Does Adding a Weekly Downhill Run Actually Protect Your Legs on Race Day?
Published July 11, 2026
Most marathoners train their quads to push and forget to train them to brake. Then they hit a downhill course like Boston, or the back half of any point-to-point race, and the eccentric load shreds a muscle that was never prepared for it. The soreness you feel two days after a hard descent is exactly this: eccentric contractions, where the muscle lengthens under tension, cause more mechanical disruption to the fiber than concentric work does. That is the mess behind delayed-onset muscle soreness.

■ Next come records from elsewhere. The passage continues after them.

use super::pes::PesPacket;
use super::types::{pcr_from_base, TsHeader, TS_PACKET_SIZE};
use crate::error::{HlsError, Result};
use bytes::{BufMut, BytesMut};
use std::collections::HashMap;

/// Payload capacity of a TS packet without an adaptation field
const TS_PAYLOAD_SIZE: usize = TS_PACKET_SIZE - 4;

/// Packetizes PES packets into 188-byte transport stream packets.
///
/// The muxer owns per-PID continuity counters. One muxer lives in each
/// track reader so counters stay monotonic (modulo 16) across segment cuts
/// of the same track.
pub struct TsMuxer {
    counters: HashMap<u16, u8>,
}

impl TsMuxer {
    /// Creates a muxer with all counters at zero
    pub fn new() -> Self {
        Self {
            counters: HashMap::new(),
        }
    }

    /// Current continuity counter value for a PID (the next packet's value)
    pub fn continuity_counter(&self, pid: u16) -> u8 {
        self.counters.get(&pid).copied().unwrap_or(0)
    }

    fn next_cc(&mut self, pid: u16) -> u8 {
        let counter = self.counters.entry(pid).or_insert(0);
        let cc = *counter;
        *counter = (*counter + 1) & 0x0f;
        cc
    }

    /// Splits one PES packet into TS packets appended to `buf`.
    ///
    /// The first packet carries PUSI; for keyframes it also carries an
    /// adaptation field with the PCR (base taken from DTS, falling back to
    /// PTS) and the random-access indicator. Short tails are absorbed with
    /// adaptation-field stuffing so every packet is exactly 188 bytes.
    pub fn write_pes(
        &mut self,
        buf: &mut BytesMut,
        pid: u16,
        pes: &PesPacket,
        keyframe: bool,
    ) -> Result<()> {
        if pes.is_empty() {
            return Err(HlsError::TsMux("empty PES payload".into()));
        }

        let mut data = BytesMut::with_capacity(pes.len());
        pes.write_to(&mut data);

        let pcr_base = pes.header.dts.or(pes.header.pts).unwrap_or(0);
        let mut first = true;
        let mut pos = 0;

        while pos < data.len() {
            let remaining = data.len() - pos;
            let with_pcr = first && keyframe;

            // length byte + flags + 6 PCR bytes when the clock rides along
            let mut af_len: usize = if with_pcr { 8 } else { 0 };
            let mut capacity = TS_PAYLOAD_SIZE - af_len;
            if remaining < capacity {
                af_len = TS_PAYLOAD_SIZE - remaining;
                capacity = remaining;
            }

            let header = TsHeader {
                payload_unit_start: first,
                pid,
                adaptation_field_exists: af_len > 0,
                continuity_counter: self.next_cc(pid),
                ..TsHeader::default()
            };
            header.write_to(buf);

            if af_len > 0 {
                buf.put_u8((af_len - 1) as u8);
                if af_len > 1 {
                    let mut flags = 0u8;
                    if with_pcr {
                        // PCR flag + random access indicator
                        flags |= 0x50;
                    }
                    buf.put_u8(flags);

                    let mut stuffing = af_len - 2;
                    if with_pcr {
                        let pcr = pcr_from_base(pcr_base);
                        buf.put_u32((pcr >> 16) as u32);
                        buf.put_u16((pcr & 0xffff) as u16);
                        stuffing -= 6;
                    }
                    for _ in 0..stuffing {
                        buf.put_u8(0xff);
                    }
                }
            }

            buf.extend_from_slice(&data[pos..pos + capacity]);
            pos += capacity;
            first = false;
        }

        Ok(())
    }
}

impl Default for TsMuxer {
    fn default() -> Self {
        Self::new()
    }
}

#[cfg(test)]
mod tests {
    use super::*;
    use crate::av::{AudioFrame, VideoFrame};
    use crate::codec::aac::AudioSpecificConfig;
    use crate::format::ts::pes::{encode_audio_pes, encode_video_pes};
    use crate::format::ts::types::{PID_AUDIO, PID_VIDEO};
    use bytes::Bytes;

    fn video_params() -> crate::av::VideoParams {
        crate::av::VideoParams {
            codec: crate::av::CodecId::H264,
            width: 640,
            height: 480,
            sps: Bytes::from_static(&[0x67, 0x42]),
            pps: Bytes::from_static(&[0x68, 0xce]),
            vps: None,
        }
    }

    #[test]
    fn test_packets_are_188_bytes() {
        let mut muxer = TsMuxer::new();
        let mut buf = BytesMut::new();
        let frame = VideoFrame::from_millis(0, vec![Bytes::from(vec![0x65; 1000])], true);
        let pes = encode_video_pes(&frame, &video_params()).unwrap();
        muxer.write_pes(&mut buf, PID_VIDEO, &pes, true).unwrap();

        assert_eq!(buf.len() % TS_PACKET_SIZE, 0);
        for packet in buf.chunks(TS_PACKET_SIZE) {
            assert_eq!(packet[0], 0x47);
        }
    }

    #[test]
    fn test_continuity_counter_increments_mod_16() {
        let mut muxer = TsMuxer::new();
        let mut buf = BytesMut::new();
        let frame = VideoFrame::from_millis(0, vec![Bytes::from(vec![0x65; 8000])], false);
        let pes = encode_video_pes(&frame, &video_params()).unwrap();
        muxer.write_pes(&mut buf, PID_VIDEO, &pes, false).unwrap();

        let packets: Vec<&[u8]> = buf.chunks(TS_PACKET_SIZE).collect();
        assert!(packets.len() > 16);
        for (i, packet) in packets.iter().enumerate() {
            assert_eq!((packet[3] & 0x0f) as usize, i % 16);
        }
    }

    #[test]
    fn test_counters_survive_across_calls() {
        let mut muxer = TsMuxer::new();
        let mut buf = BytesMut::new();
        let asc = AudioSpecificConfig::default();
        for i in 0..3 {
            let frame = AudioFrame::from_millis(i * 23, Bytes::from(vec![0x11; 50]));
            let pes = encode_audio_pes(&frame, &asc).unwrap();
            muxer.write_pes(&mut buf, PID_AUDIO, &pes, false).unwrap();
        }
        let packets: Vec<&[u8]> = buf.chunks(TS_PACKET_SIZE).collect();
        assert_eq!(packets.len(), 3);
        for (i, packet) in packets.iter().enumerate() {
            assert_eq!((packet[3] & 0x0f) as usize, i);
        }
    }

    #[test]
    fn test_first_keyframe_packet_has_pcr() {
        let mut muxer = TsMuxer::new();
        let mut buf = BytesMut::new();
        let frame = VideoFrame::from_millis(1000, vec![Bytes::from(vec![0x65; 500])], true);
        let pes = encode_video_pes(&frame, &video_params()).unwrap();
        muxer.write_pes(&mut buf, PID_VIDEO, &pes, true).unwrap();

        let first = &buf[..TS_PACKET_SIZE];
        // PUSI set
        assert_ne!(first[1] & 0x40, 0);
        // Adaptation field present
        assert_ne!(first[3] & 0x20, 0);
        // PCR flag + random access
        assert_eq!(first[5] & 0x50, 0x50);

        // PCR base recovers the 90 kHz timestamp
        let base = ((first[6] as u64) << 25)
            | ((first[7] as u64) << 17)
            | ((first[8] as u64) << 9)
            | ((first[9] as u64) << 1)
            | ((first[10] as u64) >> 7);
        assert_eq!(base, 90_000);
    }

    #[test]
    fn test_short_payload_is_stuffed() {
        let mut muxer = TsMuxer::new();
        let mut buf = BytesMut::new();
        let frame = AudioFrame::from_millis(0, Bytes::from_static(&[0x01, 0x02]));
        let pes = encode_audio_pes(&frame, &AudioSpecificConfig::default()).unwrap();
        muxer.write_pes(&mut buf, PID_AUDIO, &pes, false).unwrap();

        assert_eq!(buf.len(), TS_PACKET_SIZE);
        // Adaptation field absorbs the slack
        assert_ne!(buf[3] & 0x20, 0);
        let af_len = buf[4] as usize;
        // Tail of the packet is the PES data, front of the field is stuffing
        assert_eq!(4 + 1 + af_len + pes.len(), TS_PACKET_SIZE);
    }

    #[test]
    fn test_empty_pes_rejected() {
        let mut muxer = TsMuxer::new();
        let mut buf = BytesMut::new();
        let pes = PesPacket {
            header: crate::format::ts::pes::PesHeader {
                stream_id: 0xe0,
                packet_length: 0,
                pts_dts_flags: 0,
                header_data_length: 0,
                pts: None,
                dts: None,
            },
            payload: Vec::new(),
        };
        assert!(muxer.write_pes(&mut buf, PID_VIDEO, &pes, false).is_err());
    }
}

Here is the useful part. The damage is largely a one-time tuition payment. In the classic work on this, a single bout of eccentric exercise dramatically reduces the damage from the next bout for weeks afterward, and researchers have called it the repeated-bout effect (see [1]). Your body remodels the muscle so the same downhill no longer costs the same. Runners who did downhill running protocols in the lab showed markedly less soreness, less strength loss, and lower markers of muscle damage on the second exposure (see [2]). In practical terms, a runner who does occasional structured downhill work is buying protection they will cash in on race day.